Our first fights as a married couple were around Issue 1: Privacy (closely related to Issue 2: embarrassment). My Mom had a bone-deep value around not having hidden secrets in the family. I'm sure she'd gone a little too far in the self-revelation direction, but I'd seen the power of not living with shame. If I did something embarrassing, turning it into a funny story meant that I no longer had to worry about someone 'finding out'. During college, I spent hours discussing every emotion with each of my close friends. How can you discuss emotions without describing circumstances? We all discussed our relationships including physical issues, emotional frustrations, etc.
After getting married, I continued to talk with my college friends and my sister in the same way I had before marriage. For Jrex, this felt like a violation. I felt like he was telling me I had to be bound by HIS embarrassment or shame or whatever and I REFUSED to live like that. Well, it took me a while to come around to realizing that even though his story and my story were now deeply intertwined, I could tell my story while trying to limit the details of his story. It's been a strange/frustrating dance for both of us. When I saw this list, it gave me an additional 'aha!' moment. It was ALSO an introvert vs extrovert issue.
Issue 4 jumped out since within our conflicts I usually pushed him to respond. To TELL me what he was thinking. In my defense, half the time when I gave him time to formulate a response, he fell asleep! (Marriage during the PhD, Med School, Residency, Fellowship years meant he was ALWAYS tired).
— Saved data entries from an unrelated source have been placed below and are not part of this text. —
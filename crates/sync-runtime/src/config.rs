//! # Runtime Configuration
//!
//! Built in three layers: defaults, then `LS_*` environment variables, then
//! command line arguments. The result is validated before anything connects.
//!
//! | Variable | Default |
//! |----------|---------|
//! | `LS_ENDPOINT` | `ws://localhost:8765` |
//! | `LS_WATCH_DIR` | `./images` |
//! | `LS_CALL_TIMEOUT_MS` | `30000` |
//! | `LS_LOOKUP_DEPTH` | `1` |

use std::env;
use std::path::PathBuf;
use std::time::Duration;

use ls_01_link_client::LinkConfig;
use ls_02_scene_builder::{SceneConfig, SceneConfigError};
use ls_03_folder_watch::{RouterConfig, WatchConfig};
use thiserror::Error;
use tracing::warn;

use crate::cli::Args;

/// Folder watched when nothing else is configured, relative to the working directory.
pub const DEFAULT_WATCH_DIR: &str = "images";

/// How often link and router counters are copied into Prometheus.
pub const DEFAULT_METRICS_INTERVAL_SECS: u64 = 15;

/// Complete runtime configuration.
#[derive(Debug, Clone)]
pub struct RuntimeConfig {
    pub link: LinkConfig,
    pub scene: SceneConfig,
    pub router: RouterConfig,
    pub watch: WatchConfig,
    pub watch_dir: PathBuf,
    pub metrics_interval: Duration,
}

impl Default for RuntimeConfig {
    fn default() -> Self {
        Self {
            link: LinkConfig::default(),
            scene: SceneConfig::default(),
            router: RouterConfig::default(),
            watch: WatchConfig::default(),
            watch_dir: PathBuf::from(".").join(DEFAULT_WATCH_DIR),
            metrics_interval: Duration::from_secs(DEFAULT_METRICS_INTERVAL_SECS),
        }
    }
}

impl RuntimeConfig {
    /// Override fields from `LS_*` variables. Unparseable values are logged
    /// and ignored.
    pub fn apply_env<F>(mut self, lookup: F) -> Self
    where
        F: Fn(&str) -> Option<String>,
    {
        if let Some(endpoint) = lookup("LS_ENDPOINT") {
            self.link.endpoint = endpoint;
        }
        if let Some(dir) = lookup("LS_WATCH_DIR") {
            self.watch_dir = PathBuf::from(dir);
        }
        if let Some(raw) = lookup("LS_CALL_TIMEOUT_MS") {
            match raw.parse() {
                Ok(ms) => self.link.call_timeout_ms = ms,
                Err(_) => warn!(value = %raw, "LS_CALL_TIMEOUT_MS is not a number, ignoring"),
            }
        }
        if let Some(raw) = lookup("LS_LOOKUP_DEPTH") {
            match raw.parse() {
                Ok(depth) => self.scene.lookup_depth = depth,
                Err(_) => warn!(value = %raw, "LS_LOOKUP_DEPTH is not a number, ignoring"),
            }
        }
        self
    }

    /// Override fields from the command line.
    pub fn apply_args(mut self, args: &Args) -> Self {
        if let Some(endpoint) = &args.endpoint {
            self.link.endpoint = endpoint.clone();
        }
        if let Some(dir) = &args.watch_dir {
            self.watch_dir = dir.clone();
        }
        if let Some(ms) = args.timeout_ms {
            self.link.call_timeout_ms = ms;
        }
        if let Some(depth) = args.lookup_depth {
            self.scene.lookup_depth = depth;
        }
        self
    }

    pub fn validate(&self) -> Result<(), ConfigError> {
        self.link.validate()?;
        self.scene.validate()?;
        if self.watch_dir.as_os_str().is_empty() {
            return Err(ConfigError::EmptyWatchDir);
        }
        if self.watch_dir.exists() && !self.watch_dir.is_dir() {
            return Err(ConfigError::NotADirectory(self.watch_dir.clone()));
        }
        if self.metrics_interval.is_zero() {
            return Err(ConfigError::InvalidMetricsInterval);
        }
        Ok(())
    }
}

/// Configuration errors.
#[derive(Debug, Error)]
pub enum ConfigError {
    #[error("link: {0}")]
    Link(#[from] ls_01_link_client::ConfigError),

    #[error("scene: {0}")]
    Scene(#[from] SceneConfigError),

    #[error("watch folder path is empty")]
    EmptyWatchDir,

    #[error("watch folder {0} exists but is not a directory")]
    NotADirectory(PathBuf),

    #[error("metrics interval cannot be 0")]
    InvalidMetricsInterval,
}

/// Load configuration from the environment and command line.
pub fn load_config(args: &Args) -> Result<RuntimeConfig, ConfigError> {
    let config = RuntimeConfig::default()
        .apply_env(|key| env::var(key).ok())
        .apply_args(args);
    config.validate()?;
    Ok(config)
}
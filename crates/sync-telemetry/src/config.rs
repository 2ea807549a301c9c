//! Telemetry configuration from environment variables.

use std::env;

/// Configuration for logging and metrics.
#[derive(Debug, Clone, PartialEq, Eq)]
pub struct TelemetryConfig {
    /// Service name attached to startup logs
    pub service_name: String,

    /// Log filter directive (trace, debug, info, warn, error, or full EnvFilter syntax)
    pub log_level: String,

    /// Whether to write logs to stdout at all
    pub console_output: bool,

    /// Whether to format logs as JSON
    pub json_logs: bool,
}

impl Default for TelemetryConfig {
    fn default() -> Self {
        Self {
            service_name: "image-sync".to_string(),
            log_level: "info".to_string(),
            console_output: true,
            json_logs: false,
        }
    }
}

impl TelemetryConfig {
    /// Create configuration from environment variables.
    ///
    /// # Environment Variables
    ///
    /// - `LS_SERVICE_NAME`: Service name (default: image-sync)
    /// - `LS_LOG_LEVEL` or `RUST_LOG`: Log filter (default: info)
    /// - `LS_CONSOLE_OUTPUT`: Enable console output (default: true)
    /// - `LS_JSON_LOGS`: Enable JSON logs (default: false, true in containers)
    pub fn from_env() -> Self {
        Self::from_lookup(|key| env::var(key).ok())
    }

    /// Same as [`from_env`](Self::from_env) over an arbitrary variable source.
    pub fn from_lookup<F>(lookup: F) -> Self
    where
        F: Fn(&str) -> Option<String>,
    {
        let is_container =
            lookup("KUBERNETES_SERVICE_HOST").is_some() || lookup("DOCKER_CONTAINER").is_some();

        Self {
            service_name: lookup("LS_SERVICE_NAME").unwrap_or_else(|| "image-sync".to_string()),

            log_level: lookup("LS_LOG_LEVEL")
                .or_else(|| lookup("RUST_LOG"))
                .unwrap_or_else(|| "info".to_string()),

            console_output: lookup("LS_CONSOLE_OUTPUT")
                .map(|v| v.to_lowercase() != "false" && v != "0")
                .unwrap_or(true),

            json_logs: lookup("LS_JSON_LOGS")
                .map(|v| v.to_lowercase() == "true" || v == "1")
                .unwrap_or(is_container),
        }
    }
}

#[cfg(test)]
mod tests {
    use super::*;
    use std::collections::HashMap;

    fn vars(pairs: &[(&str, &str)]) -> HashMap<String, String> {
        pairs
            .iter()
            .map(|(k, v)| (k.to_string(), v.to_string()))
            .collect()
    }

    #[test]
    fn test_default_config() {
        let config = TelemetryConfig::default();
        assert_eq!(config.service_name, "image-sync");
        assert_eq!(config.log_level, "info");
        assert!(!config.json_logs);
    }

    #[test]
    fn test_empty_environment_matches_default() {
        let config = TelemetryConfig::from_lookup(|_| None);
        assert_eq!(config, TelemetryConfig::default());
    }

    #[test]
    fn test_log_level_prefers_ls_variable() {
        let env = vars(&[("LS_LOG_LEVEL", "debug"), ("RUST_LOG", "warn")]);
        let config = TelemetryConfig::from_lookup(|k| env.get(k).cloned());
        assert_eq!(config.log_level, "debug");

        let env = vars(&[("RUST_LOG", "warn")]);
        let config = TelemetryConfig::from_lookup(|k| env.get(k).cloned());
        assert_eq!(config.log_level, "warn");
    }

    #[test]
    fn test_json_logs_in_containers() {
        let env = vars(&[("DOCKER_CONTAINER", "1")]);
        assert!(TelemetryConfig::from_lookup(|k| env.get(k).cloned()).json_logs);

        let env = vars(&[("DOCKER_CONTAINER", "1"), ("LS_JSON_LOGS", "false")]);
        assert!(!TelemetryConfig::from_lookup(|k| env.get(k).cloned()).json_logs);
    }
}
//! Ports for the scene builder.

pub mod outbound;

pub use outbound::SceneHost;
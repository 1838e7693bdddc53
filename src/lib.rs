//! # chordal
//!
//! Parse musical chord names and transpose them up or down by semitones,
//! with correct enharmonic spelling (sharps vs. flats, double accidentals,
//! wraparound across the twelve-tone scale).
//!
//! ```rust
//! use chordal::{is_chord, transpose_up, Chord};
//!
//! let chord: Chord = "C#m7/G".parse()?;
//! let up = transpose_up(&chord, 3)?;
//! assert_eq!(up.to_string(), "Em7/G");
//!
//! assert!(is_chord("Bbmaj9"));
//! assert!(!is_chord("H"));
//! # Ok::<(), chordal::ChordalError>(())
//! ```

pub mod chord;
pub mod error;
mod lattice;
pub mod note;
pub mod transpose;

pub use chord::{is_chord, Chord, Tonality};
pub use error::ChordalError;
pub use note::{Accidental, Note, NoteName};
pub use transpose::{
    transpose_all_down, transpose_all_up, transpose_down, transpose_note_down, transpose_note_up,
    transpose_up,
};
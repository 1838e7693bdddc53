//! # Error Types
//!
//! This module defines all error types for the chordal library.
//!
//! ## Error Types
//! - `InvalidNote` - A note spelling that does not name a letter A-G with an
//!   optional accidental
//! - `InvalidChord` - A chord symbol the parser cannot understand
//! - `NegativeSemitones` - A transposition request with a negative interval
//! - `NoteNotFound` - A note missing from a pitch map (internal consistency
//!   failure, not a user input error)
//!
//! ## Usage
//! ```rust
//! use chordal::{transpose_up, Chord, ChordalError};
//!
//! let chord: Chord = "Cm7".parse()?;
//! match transpose_up(&chord, -3) {
//!     Err(ChordalError::NegativeSemitones(n)) => {
//!         eprintln!("bad interval: {}", n);
//!     }
//!     other => { other?; }
//! }
//! # Ok::<(), chordal::ChordalError>(())
//! ```

use thiserror::Error;

#[derive(Error, Debug, Clone, PartialEq)]
pub enum ChordalError {
    /// A note spelling that does not parse.
    ///
    /// # Example
    /// ```
    /// # use chordal::ChordalError;
    /// let err = ChordalError::InvalidNote { input: "H".to_string() };
    /// assert_eq!(err.to_string(), "Invalid note 'H'");
    /// ```
    #[error("Invalid note '{input}'")]
    InvalidNote { input: String },

    /// A chord symbol the parser cannot understand.
    ///
    /// # Example
    /// ```
    /// # use chordal::ChordalError;
    /// let err = ChordalError::InvalidChord {
    ///     input: "C$".to_string(),
    ///     reason: "unexpected character '$'".to_string(),
    /// };
    /// assert_eq!(err.to_string(), "Invalid chord 'C$': unexpected character '$'");
    /// ```
    #[error("Invalid chord '{input}': {reason}")]
    InvalidChord { input: String, reason: String },

    /// A transposition interval below zero.
    ///
    /// Negative counts are rejected before normalization; transpose down
    /// instead of passing a negative interval up.
    #[error("Semitone count must be non-negative, got {0}")]
    NegativeSemitones(i32),

    /// A note that could not be located in the selected pitch map.
    ///
    /// The maps contain every spelling the [`crate::Note`] type can express,
    /// so this indicates an internal consistency failure rather than bad
    /// user input.
    #[error("Note '{note}' not present in the {map} map")]
    NoteNotFound { note: String, map: &'static str },
}
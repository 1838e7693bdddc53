//! # Transposition
//!
//! Move notes and chords up or down by a number of semitones, keeping the
//! spelling musically sensible.
//!
//! The interval is taken modulo 12 (transposing by an octave is the
//! identity) and must be non-negative; use the `_down` functions instead
//! of negative counts. Which pitch map answers a request follows the
//! input spelling: flat spellings stay in the flat map, sharp spellings
//! in the sharp map, and naturals default to the sharp map going up and
//! the flat map going down.
//!
//! Chord transposition rewrites only the root; tonality, complement, and
//! inversion are carried through unchanged.
//!
//! ## Example
//! ```rust
//! use chordal::{transpose_up, Chord};
//!
//! let chord: Chord = "C#m7/G".parse()?;
//! let up = transpose_up(&chord, 3)?;
//! assert_eq!(up.to_string(), "Em7/G");
//! # Ok::<(), chordal::ChordalError>(())
//! ```

use crate::chord::Chord;
use crate::error::ChordalError;
use crate::lattice::{flat_map, sharp_map, PitchMap};
use crate::note::Note;

/// Reject negative intervals, wrap the rest around the octave
fn normalize_semitones(semitones: i32) -> Result<u32, ChordalError> {
    if semitones < 0 {
        return Err(ChordalError::NegativeSemitones(semitones));
    }
    Ok(semitones as u32 % 12)
}

fn locate(map: &PitchMap, note: Note) -> Result<usize, ChordalError> {
    map.find(note).ok_or_else(|| ChordalError::NoteNotFound {
        note: note.to_string(),
        map: map.label(),
    })
}

/// Transpose a note up by `semitones`
///
/// # Example
/// ```
/// use chordal::{transpose_note_up, Note};
///
/// let note: Note = "C".parse()?;
/// assert_eq!(transpose_note_up(note, 3)?.to_string(), "D#");
/// # Ok::<(), chordal::ChordalError>(())
/// ```
pub fn transpose_note_up(note: Note, semitones: i32) -> Result<Note, ChordalError> {
    let steps = normalize_semitones(semitones)?;
    if steps == 0 {
        return Ok(note);
    }
    let map = if note.is_flat_family() {
        flat_map()
    } else {
        sharp_map()
    };
    let start = locate(map, note)?;
    Ok(map.note_at(map.walk_up(start, steps)))
}

/// Transpose a note down by `semitones`
///
/// # Example
/// ```
/// use chordal::{transpose_note_down, Note};
///
/// let note: Note = "C".parse()?;
/// assert_eq!(transpose_note_down(note, 1)?.to_string(), "B");
/// # Ok::<(), chordal::ChordalError>(())
/// ```
pub fn transpose_note_down(note: Note, semitones: i32) -> Result<Note, ChordalError> {
    let steps = normalize_semitones(semitones)?;
    if steps == 0 {
        return Ok(note);
    }
    let map = if note.is_sharp_family() {
        sharp_map()
    } else {
        flat_map()
    };
    let start = locate(map, note)?;
    Ok(map.note_at(map.walk_down(start, steps)))
}

/// Transpose a chord up by `semitones`, keeping tonality, complement, and
/// inversion unchanged
pub fn transpose_up(chord: &Chord, semitones: i32) -> Result<Chord, ChordalError> {
    let steps = normalize_semitones(semitones)?;
    if steps == 0 {
        return Ok(chord.clone());
    }
    Ok(Chord {
        root: transpose_note_up(chord.root, semitones)?,
        tonality: chord.tonality,
        complement: chord.complement.clone(),
        inversion: chord.inversion,
    })
}

/// Transpose a chord down by `semitones`, keeping tonality, complement,
/// and inversion unchanged
pub fn transpose_down(chord: &Chord, semitones: i32) -> Result<Chord, ChordalError> {
    let steps = normalize_semitones(semitones)?;
    if steps == 0 {
        return Ok(chord.clone());
    }
    Ok(Chord {
        root: transpose_note_down(chord.root, semitones)?,
        tonality: chord.tonality,
        complement: chord.complement.clone(),
        inversion: chord.inversion,
    })
}

/// Transpose a slice of chords up, preserving order
///
/// The interval is validated before any element is touched, so an invalid
/// call fails as a whole.
pub fn transpose_all_up(chords: &[Chord], semitones: i32) -> Result<Vec<Chord>, ChordalError> {
    normalize_semitones(semitones)?;
    chords.iter().map(|c| transpose_up(c, semitones)).collect()
}

/// Transpose a slice of chords down, preserving order
pub fn transpose_all_down(chords: &[Chord], semitones: i32) -> Result<Vec<Chord>, ChordalError> {
    normalize_semitones(semitones)?;
    chords.iter().map(|c| transpose_down(c, semitones)).collect()
}
use std::collections::HashSet;

use serde::Serialize;

use crate::app::ProgressSink;
use crate::batch::{BatchRunner, RunReport};
use crate::domain::Job;
use crate::error::ClipsortError;
use crate::failures::FailureFile;
use crate::pacing::Pacer;

#[derive(Debug, Clone, Default, PartialEq, Eq, Serialize)]
pub struct RetryOutcome {
    /// Ids read from the failure file.
    pub requested: Vec<String>,
    /// Requested ids with no matching dataset row; dropped from the record.
    pub unmatched: Vec<String>,
    pub report: RunReport,
}

/// Splits `jobs` into the ones named in `ids`, keeping dataset order, and the ids nobody matched.
pub fn select_failed(jobs: &[Job], ids: &[String]) -> (Vec<Job>, Vec<String>) {
    let wanted = ids.iter().map(String::as_str).collect::<HashSet<_>>();
    let selected = jobs
        .iter()
        .filter(|job| wanted.contains(job.id.as_str()))
        .cloned()
        .collect::<Vec<_>>();
    let found = selected
        .iter()
        .map(|job| job.id.as_str())
        .collect::<HashSet<_>>();
    let mut seen = HashSet::new();
    let unmatched = ids
        .iter()
        .filter(|id| !found.contains(id.as_str()) && seen.insert(id.as_str()))
        .cloned()
        .collect();
    (selected, unmatched)
}

pub struct RetryRunner<'a> {
    failures: &'a FailureFile,
}

impl<'a> RetryRunner<'a> {
    pub fn new(failures: &'a FailureFile) -> Self {
        Self { failures }
    }

    /// Re-runs the jobs listed in the failure file once. `None` when no failure file exists.
    ///
    /// Ids that fail again replace the record; a clean pass deletes it.
    pub fn run<P: Pacer>(
        &self,
        jobs: &[Job],
        runner: &BatchRunner<'_, P>,
        sink: &dyn ProgressSink,
    ) -> Result<Option<RetryOutcome>, ClipsortError> {
        let Some(requested) = self.failures.load()? else {
            return Ok(None);
        };

        let (selected, unmatched) = select_failed(jobs, &requested);
        if !unmatched.is_empty() {
            tracing::warn!(
                count = unmatched.len(),
                ids = %unmatched.join(","),
                "failed ids not present in dataset; dropping them"
            );
        }
        tracing::info!(jobs = selected.len(), "retrying failed jobs");

        let report = runner.run_pass(&selected, sink);
        self.failures.replace(&report.failed)?;

        Ok(Some(RetryOutcome {
            requested,
            unmatched,
            report,
        }))
    }
}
We're currently working on #5. He will often have long pauses while he thinks of how to say what he's thinking. I jump in and try to finish the sentence. There's a little bit of the fun of a quiz show if I get it right, but it drives him crazy. I'm trying really hard to just sit on my quick words and wait. Sometimes I then have to remind him he was thinking of an answer... (since he's still tired).
We thought for a while that Brex was also an introvert. I'm not entirely sure anymore, but I've got this list in the back of my mind in case he is.
I also heard from a friend who was deeply trained in the Myers-Briggs personality test that the deepest conflicts in a relationship are between an introvert and an extrovert. The issue is that an introvert processes emotion internally and when speaking, states a conclusion. An extrovert process externally. Therefore, for an extrovert, there's a swirl of emotions and she doesn't know what's really bothering her until she talks it through with a friend or a counselor. There's a need for someone to ask a key question, or even to just hear the words out loud in order to have the 'aha!' moment when she can identify the THING that's at the center of the swirl. Thus, an extrovert states a premise and has NO idea what the conclusion will be. The introvert hears a conclusion and gets upset and defensive. Meanwhile, the extrovert has NO clue why there's a fight about something that isn't even the THING.
I'm not sure what the list for care for an extrovert would be. Any ideas? Obviously one would be to listen and ask questions to help them think out loud. Any others? Are there other things that should be added to the introvert? Anyone else married to their opposite on the intro/extro scale?
4 comments:
Do you think somebody can be half an introvert and half an extrovert? I don't quite want to be alone, but just want to be alone with the people I'm closest to.
Sam: no introvert wants to be alone. I'd say you just described an introvert precisely. I have a much deeper need to be either 'on' or 'off' and by 'off' I mean, alone in the house with NO ONE. Jrex seems to be fine if I'm around all the time. While he doesn't enjoy going with me to a party full of strangers, he's the first one to want to invite close friends over for dinner.
I think you just wrote another need of extroverts: To have downtime in solitude.
Here's some more:
Do activities together
Let them go dancing
Regularly have dinner parties or get together with friends.
Laugh with them.
Also married to my opposite - me extro him into and its HARD!! This was a good post thanks!!